Problem — The line that contains "let content_type = headers" marks the start. Output it and all remaining lines exactly, through the final line of the listing.
>>>>>
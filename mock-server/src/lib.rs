use std::time::Duration;

use axum::{
    extract::Path,
    http::{HeaderMap, Method, StatusCode},
    routing::get,
    Json, Router,
};
use serde::{Deserialize, Serialize};
use serde_json::{json, Value};
use tokio::net::TcpListener;
use uuid::Uuid;

/// Longest delay `/delay/{ms}` will honour.
pub const MAX_DELAY_MS: u64 = 10_000;

/// Body returned by `/echo`.
#[derive(Clone, Debug, Serialize, Deserialize, PartialEq, Eq)]
pub struct Echo {
    pub method: String,
    pub content_type: Option<String>,
    pub body: String,
}

pub fn app() -> Router {
    Router::new()
        .route("/json", get(json_payload))
        .route("/text", get(text_payload))
        .route("/status/{code}", get(with_status))
        .route("/delay/{ms}", get(delayed))
        .route("/echo", get(echo).post(echo).put(echo).delete(echo))
}

pub async fn run(listener: TcpListener) -> Result<(), std::io::Error> {
    axum::serve(listener, app()).await
}

async fn json_payload() -> ([(&'static str, String); 1], Json<Value>) {
    let id = Uuid::new_v4();
    tracing::debug!(%id, "json");
    ([("X-Request-Id", id.to_string())], Json(json!({"a": 1})))
}

async fn text_payload() -> ([(&'static str, &'static str); 1], &'static str) {
    ([("Content-Type", "text/plain; charset=utf-8")], "hello")
}

async fn with_status(Path(code): Path<u16>) -> (StatusCode, Json<Value>) {
    match StatusCode::from_u16(code) {
        Ok(status) => (status, Json(json!({ "status": code }))),
        Err(_) => (
            StatusCode::BAD_REQUEST,
            Json(json!({ "error": format!("invalid status {code}") })),
        ),
    }
}

async fn delayed(Path(ms): Path<u64>) -> Json<Value> {
    let ms = ms.min(MAX_DELAY_MS);
    tokio::time::sleep(Duration::from_millis(ms)).await;
    Json(json!({ "delayed_ms": ms }))
}

async fn echo(method: Method, headers: HeaderMap, body: String) -> Json<Echo> {
    let content_type = headers
        .get(axum::http::header::CONTENT_TYPE)
        .and_then(|v| v.to_str().ok())
        .map(str::to_string);
    Json(Echo {
        method: method.to_string(),
        content_type,
        body,
    })
}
<<<<<
Completed task —
    let content_type = headers
        .get(axum::http::header::CONTENT_TYPE)
        .and_then(|v| v.to_str().ok())
        .map(str::to_string);
    Json(Echo {
        method: method.to_string(),
        content_type,
        body,
    })
}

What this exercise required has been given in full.